Teaching Hemingway and Gender, the latest title in the Teaching Hemingway series from Kent State University Press, gives the impression that the Bad Old Days may have passed, but they are not far behind us. Editor Verna Kale writes in her introduction: "Our job now as feminist critics (and at this point we are all, I hope, feminist critics) is to be aware of how the gaze—Hemingway's and our own—assumes … a host of subject positions," as well as "how considerations of gender and sexuality in Hemingway's work might revise our understandings not only of Hemingway but of modernism, authorship, the literary marketplace, popular culture, gender theory, queer theory, men's studies, and other modes of inquiry" (3). Kale thereby sets a wide-ranging agenda for these thirteen chapters—divided into sections on gender, sexuality, and women—which the authors then cover with depth and personality. To the ever-growing body of scholarship focused on this intersection, Teaching Hemingway and Gender contributes clear evidence of the many ways that Hemingway studies [End Page 130] and gender studies complement one another and, moreover, that teachers at all levels can take up this work in their classrooms—whether for a semester, a unit, an assignment, or even a single class meeting.

In service to this overarching message, the essays by Debra A. Moddelmog and Hilary Kovar Justice form impeccable bookends to the collection. These two essays, alone, make an important contribution to Hemingway studies, though they also do well to provide context and coherence to the range of topics addressed between them.

Moddelmog's chapter, "State of the Field: Gender Studies, Sexuality Studies, and Hemingway," delivers exactly what its title suggests. Starting with the March 1934 Vanity Fair article that included a cave-man paper-doll cutout of Hemingway, Moddelmog tracks more than eight decades of a persistent, consistent popular and scholarly interest in the themes of masculinity, sexuality, and gendered interactions. Moddelmog also deftly illustrates how this history has been shaped by developments in the fields of gender, sexuality, and queer studies, as well as by publication of Hemingway's unfinished works and increased scholarly attention to their archives. Moddelmog demonstrates exactly why this intersection is "one of the most interesting, lively, and often controversial areas of research in Hemingway studies" (11), and she provides a primer that covers all the bases without taking sides or tangling up the details.

At the end of the collection, Justice's "Katie and the Pink Highlighter: Teaching Post-'Hemingway' Hemingway" takes a more anecdotal approach, offering fellow feminist scholars both commiseration and ammunition—ultimately, a toolkit for navigating difficult professional conversations and for bringing into the fold those students who "HATE. HEMINGWAY" (158).
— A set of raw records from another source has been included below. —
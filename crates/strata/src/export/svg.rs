//! SVG rendering of a routed diagram.
//!
//! The document holds, bottom to top: an optional background, the legend,
//! the entities, then the connectors with their labels. The viewport is the
//! union of every drawn element's bounds plus a margin.

use std::collections::BTreeMap;

use log::{debug, warn};
use svg::{Document, node::element as svg_element};

use strata_core::{
    color::Color,
    geometry::{Bounds, Point, Size},
    model::{Diagram, Entity, EntityType, Relationship},
    routing::{ConnectorRoute, Router},
    shape::EntityShape,
};

/// Blank space around the drawn content.
pub const DIAGRAM_MARGIN: f32 = 50.0;
/// Fixed size of a connector label box.
pub const LABEL_SIZE: Size = Size::new(80.0, 20.0);
/// Size of the legend box.
pub const LEGEND_SIZE: Size = Size::new(140.0, 140.0);
/// Stroke colour of connectors without their own colour.
pub const DEFAULT_CONNECTOR_COLOR: &str = "#94a3b8";

const LEGEND_GAP: f32 = 40.0;
const BORDER_COLOR: &str = "#e2e8f0";
const TITLE_COLOR: &str = "#1e293b";
const CAPTION_COLOR: &str = "#64748b";
const LABEL_TEXT_COLOR: &str = "#475569";
const FONT_FAMILY: &str = "Inter, sans-serif";
const MONO_FONT_FAMILY: &str = "JetBrains Mono, monospace";
const CORNER_RADIUS: f32 = 8.0;
const COLOR_BAR_HEIGHT: f32 = 4.0;
const CIRCLE_RADIUS: f32 = 50.0;
const TRIANGLE_RADIUS: f32 = 60.0;
const CONNECTOR_WIDTH: f32 = 2.0;

const LEGEND_ENTRIES: [(&str, &str); 5] = [
    ("#3b82f6", "Corporate"),
    ("#f43f5e", "SPV"),
    ("#10b981", "Trust"),
    ("#f59e0b", "Individual/Partnership"),
    ("#ec4899", "Other"),
];

/// Renders diagrams to SVG documents.
///
/// # Examples
///
/// ```
/// # use strata::export::svg::SvgRenderer;
/// # use strata::geometry::Point;
/// # use strata::model::{Diagram, EntityType};
/// # use strata::shape::EntityShape;
/// let mut diagram = Diagram::new();
/// diagram.add_entity_at(EntityType::Spv, EntityShape::Diamond, Point::new(0.0, 0.0));
///
/// let svg = SvgRenderer::default().render_to_string(&diagram);
/// assert!(svg.starts_with("<svg"));
/// assert!(svg.contains("New spv"));
/// ```
#[derive(Debug, Clone, Default)]
pub struct SvgRenderer {
    router: Router,
    background: Option<Color>,
}

/// Collects the connector colours in use so each gets one arrowhead marker.
#[derive(Debug, Default)]
struct MarkerRegistry(BTreeMap<String, Color>);

impl MarkerRegistry {
    /// Registers `color` and returns the id of its marker.
    fn register(&mut self, color: Color) -> String {
        let id = marker_id(color);
        self.0.entry(id.clone()).or_insert(color);
        id
    }

    fn definitions(&self) -> svg_element::Definitions {
        self.0
            .iter()
            .fold(svg_element::Definitions::new(), |defs, (id, color)| {
                defs.add(create_arrowhead(id, *color))
            })
    }
}

impl SvgRenderer {
    pub fn new(router: Router) -> Self {
        Self {
            router,
            background: None,
        }
    }

    /// Sets the background fill. `None` leaves the document transparent.
    pub fn with_background(mut self, background: Option<Color>) -> Self {
        self.background = background;
        self
    }

    pub fn render_to_string(&self, diagram: &Diagram) -> String {
        self.render(diagram).to_string()
    }

    /// Renders the diagram to an SVG document.
    pub fn render(&self, diagram: &Diagram) -> Document {
        let routes = self.router.route_all(diagram);
        let legend_origin = self.legend_origin(diagram);
        let viewport = self
            .content_bounds(diagram, &routes, legend_origin)
            .expand(DIAGRAM_MARGIN);
        debug!(
            width = viewport.width(),
            height = viewport.height(),
            routes = routes.len();
            "Rendering SVG document"
        );

        let mut doc = Document::new()
            .set(
                "viewBox",
                format!(
                    "{} {} {} {}",
                    viewport.min_x(),
                    viewport.min_y(),
                    viewport.width(),
                    viewport.height()
                ),
            )
            .set("width", viewport.width())
            .set("height", viewport.height());

        if let Some(background) = self.background {
            doc = doc.add(
                svg_element::Rectangle::new()
                    .set("x", viewport.min_x())
                    .set("y", viewport.min_y())
                    .set("width", viewport.width())
                    .set("height", viewport.height())
                    .set("fill", background.to_string())
                    .set("fill-opacity", background.alpha()),
            );
        }

        doc = doc.add(render_legend(legend_origin));

        let mut entities = svg_element::Group::new().set("class", "entities");
        for entity in diagram.entities() {
            entities = entities.add(render_entity(entity));
        }
        doc = doc.add(entities);

        let mut markers = MarkerRegistry::default();
        let mut connectors = svg_element::Group::new().set("class", "relationships");
        for route in &routes {
            if let Some(relationship) = diagram.relationship(&route.relationship_id) {
                connectors = connectors.add(render_connector(relationship, route, &mut markers));
            }
        }

        doc.add(markers.definitions()).add(connectors)
    }

    /// Places the legend to the upper left of the entities.
    fn legend_origin(&self, diagram: &Diagram) -> Point {
        match entities_bounds(diagram) {
            Some(bounds) => Point::new(
                bounds.min_x() - LEGEND_GAP - LEGEND_SIZE.width(),
                bounds.min_y(),
            ),
            None => Point::default(),
        }
    }

    fn content_bounds(&self, diagram: &Diagram, routes: &[ConnectorRoute], legend_origin: Point) -> Bounds {
        let legend = legend_origin
            .add_point(LEGEND_SIZE.half_extents())
            .to_bounds(LEGEND_SIZE);

        let with_entities = entities_bounds(diagram)
            .map(|bounds| bounds.merge(&legend))
            .unwrap_or(legend);

        routes.iter().fold(with_entities, |acc, route| {
            acc.merge(&route.label_anchor.to_bounds(LABEL_SIZE))
        })
    }
}

fn entity_bounds(entity: &Entity) -> Bounds {
    entity.position().to_bounds(entity.shape().nominal_size())
}

fn entities_bounds(diagram: &Diagram) -> Option<Bounds> {
    diagram
        .entities()
        .iter()
        .map(entity_bounds)
        .reduce(|acc, bounds| acc.merge(&bounds))
}

fn render_legend(origin: Point) -> svg_element::Group {
    let mut group = svg_element::Group::new()
        .set("class", "legend")
        .set("transform", format!("translate({}, {})", origin.x(), origin.y()))
        .add(
            svg_element::Rectangle::new()
                .set("width", LEGEND_SIZE.width())
                .set("height", LEGEND_SIZE.height())
                .set("rx", CORNER_RADIUS)
                .set("fill", "white")
                .set("stroke", BORDER_COLOR),
        )
        .add(
            text("Legend", Point::new(10.0, 16.0), 12.0, TITLE_COLOR)
                .set("font-weight", "bold")
                .set("text-anchor", "start"),
        );

    for (index, (color, caption)) in LEGEND_ENTRIES.iter().enumerate() {
        let y = 35.0 + index as f32 * 20.0;
        group = group
            .add(
                svg_element::Rectangle::new()
                    .set("x", 10.0)
                    .set("y", y)
                    .set("width", 12.0)
                    .set("height", 12.0)
                    .set("rx", 2.0)
                    .set("fill", *color),
            )
            .add(
                text(caption, Point::new(30.0, y + 6.0), 10.0, CAPTION_COLOR)
                    .set("text-anchor", "start"),
            );
    }

    group
}

fn render_entity(entity: &Entity) -> svg_element::Group {
    let shape = entity.shape();
    let position = entity.position();
    let color = entity.entity_type.color();

    let mut group = svg_element::Group::new()
        .set("class", "entity")
        .set("data-id", entity.id());

    group = match shape {
        EntityShape::Rectangle => {
            let bounds = entity_bounds(entity);
            group
                .add(
                    svg_element::Rectangle::new()
                        .set("x", bounds.min_x())
                        .set("y", bounds.min_y())
                        .set("width", bounds.width())
                        .set("height", bounds.height())
                        .set("rx", CORNER_RADIUS)
                        .set("fill", "white")
                        .set("stroke", BORDER_COLOR)
                        .set("stroke-width", 1),
                )
                .add(color_bar(bounds, color))
        }
        EntityShape::Circle => group.add(
            svg_element::Circle::new()
                .set("cx", position.x())
                .set("cy", position.y())
                .set("r", CIRCLE_RADIUS)
                .set("fill", "white")
                .set("stroke", color)
                .set("stroke-width", 2),
        ),
        EntityShape::Triangle => {
            let half_base = TRIANGLE_RADIUS * 3f32.sqrt() / 2.0;
            let vertices = [
                Point::new(0.0, -TRIANGLE_RADIUS),
                Point::new(half_base, TRIANGLE_RADIUS / 2.0),
                Point::new(-half_base, TRIANGLE_RADIUS / 2.0),
            ];
            group.add(outline_polygon(position, &vertices, color))
        }
        EntityShape::Diamond => {
            let half = shape.nominal_size().half_extents();
            let vertices = [
                Point::new(0.0, -half.y()),
                Point::new(half.x(), 0.0),
                Point::new(0.0, half.y()),
                Point::new(-half.x(), 0.0),
            ];
            group.add(outline_polygon(position, &vertices, color))
        }
    };

    // Caption rows sit lower inside rectangles, which have no apex.
    let rows: [f32; 3] = if shape == EntityShape::Rectangle {
        [-14.0, 5.0, 24.0]
    } else {
        [-4.0, 15.0, 29.0]
    };

    group
        .add(
            text(&entity.name, position.add_point(Point::new(0.0, rows[0])), 12.0, TITLE_COLOR)
                .set("font-weight", "bold"),
        )
        .add(text(
            &entity.incorporation_jurisdiction,
            position.add_point(Point::new(0.0, rows[1])),
            10.0,
            CAPTION_COLOR,
        ))
        .add(type_caption(entity.entity_type, position.add_point(Point::new(0.0, rows[2]))))
}

/// The 4px accent strip along the top edge of a rectangle, rounded only at
/// its top corners.
fn color_bar(bounds: Bounds, color: &str) -> svg_element::Path {
    let r = CORNER_RADIUS;
    let (left, top, right) = (bounds.min_x(), bounds.min_y(), bounds.max_x());
    let bottom = top + COLOR_BAR_HEIGHT;
    let d = format!(
        "M {left} {bottom} L {left} {} Q {left} {top} {} {top} L {} {top} Q {right} {top} {right} {} L {right} {bottom} Z",
        top + r.min(COLOR_BAR_HEIGHT),
        left + r,
        right - r,
        top + r.min(COLOR_BAR_HEIGHT),
    );
    svg_element::Path::new().set("d", d).set("fill", color)
}

fn outline_polygon(center: Point, vertices: &[Point], color: &str) -> svg_element::Polygon {
    let points = vertices
        .iter()
        .map(|vertex| {
            let absolute = center.add_point(*vertex);
            format!("{},{}", absolute.x(), absolute.y())
        })
        .collect::<Vec<_>>()
        .join(" ");

    svg_element::Polygon::new()
        .set("points", points)
        .set("fill", "white")
        .set("stroke", color)
        .set("stroke-width", 2)
}

fn type_caption(entity_type: EntityType, position: Point) -> svg_element::Text {
    text(entity_type.as_str(), position, 8.0, entity_type.color()).set("font-family", MONO_FONT_FAMILY)
}

fn render_connector(
    relationship: &Relationship,
    route: &ConnectorRoute,
    markers: &mut MarkerRegistry,
) -> svg_element::Group {
    let color = connector_color(relationship);
    let marker = markers.register(color);

    let mut line = svg_element::Line::new()
        .set("x1", route.start.x())
        .set("y1", route.start.y())
        .set("x2", route.end.x())
        .set("y2", route.end.y())
        .set("stroke", color.to_string())
        .set("stroke-opacity", color.alpha())
        .set("stroke-width", CONNECTOR_WIDTH)
        .set("marker-end", format!("url(#{marker})"));
    if let Some(dash) = relationship.line_type().dash_array() {
        line = line.set("stroke-dasharray", dash);
    }

    let label_box = route.label_anchor.to_bounds(LABEL_SIZE);
    let label = svg_element::Group::new()
        .add(
            svg_element::Rectangle::new()
                .set("x", label_box.min_x())
                .set("y", label_box.min_y())
                .set("width", LABEL_SIZE.width())
                .set("height", LABEL_SIZE.height())
                .set("rx", 4.0)
                .set("fill", "white")
                .set("stroke", BORDER_COLOR),
        )
        .add(text(&relationship.display_text(), route.label_anchor, 10.0, LABEL_TEXT_COLOR));

    svg_element::Group::new()
        .set("class", "relationship")
        .set("data-id", relationship.id())
        .add(line)
        .add(label)
}

/// Returns the relationship's own colour, or the default when it has none
/// or it does not parse.
fn connector_color(relationship: &Relationship) -> Color {
    match relationship.color.as_deref() {
        Some(raw) => Color::new(raw).unwrap_or_else(|err| {
            warn!(relationship_id = relationship.id(), err; "Ignoring invalid connector colour");
            default_connector_color()
        }),
        None => default_connector_color(),
    }
}

fn default_connector_color() -> Color {
    Color::from_rgb8(0x94, 0xa3, 0xb8)
}

fn marker_id(color: Color) -> String {
    format!("arrowhead-{}", color.id_fragment())
}

fn create_arrowhead(id: &str, color: Color) -> svg_element::Marker {
    svg_element::Marker::new()
        .set("id", id)
        .set("viewBox", "0 0 10 10")
        .set("refX", 9)
        .set("refY", 5)
        .set("markerWidth", 6)
        .set("markerHeight", 6)
        .set("orient", "auto")
        .add(
            svg_element::Path::new()
                .set("d", "M 0 0 L 10 5 L 0 10 z")
                .set("fill", color.to_string())
                .set("fill-opacity", color.alpha()),
        )
}

/// Centered single-line text.
fn text(content: &str, position: Point, font_size: f32, fill: &str) -> svg_element::Text {
    svg_element::Text::new(content)
        .set("x", position.x())
        .set("y", position.y())
        .set("font-family", FONT_FAMILY)
        .set("font-size", font_size)
        .set("fill", fill)
        .set("text-anchor", "middle")
        .set("dominant-baseline", "middle")
}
Justice's conversational, richly detailed, and—dare I say—"relatable" chapter brings the book to a close in a way that is no less conceptually weighty than it is stylistically lighthearted.

Indeed, these essays (and not exclusively those by women) make clear that both in the classroom and in scholarly communities, normative gender expectations and even prejudicial assumptions are an unavoidable reality of Hemingway studies. Though many such references in the collection are subtle, their repetition echoes powerfully enough: Justice's essay, as the collection's conclusion, brings together those hints, passing moments, and idiosyncratic experiences. This final chapter is a cogent and direct confrontation with too-long-held stereotypes, as well as a celebration of what can happen when we lead ourselves and our students beyond them. [End Page 131]

In this collection, an important part of moving beyond those stereotypes is incorporating approaches and lessons plans not exclusively designed for advanced literature courses. For instance, Douglas Sheldon ("A Very Complicated Negotiation: Teaching Hemingway to Second Language Learners of English") describes ways that in his ESL classes Hemingway's fiction begins to stand in for not only American language but also American culture and values. Conversely, Belinda Wheeler ("Redeeming Hemingway and His Women: Periodicals as Sites of Change in the Literature Classroom") describes at length an in...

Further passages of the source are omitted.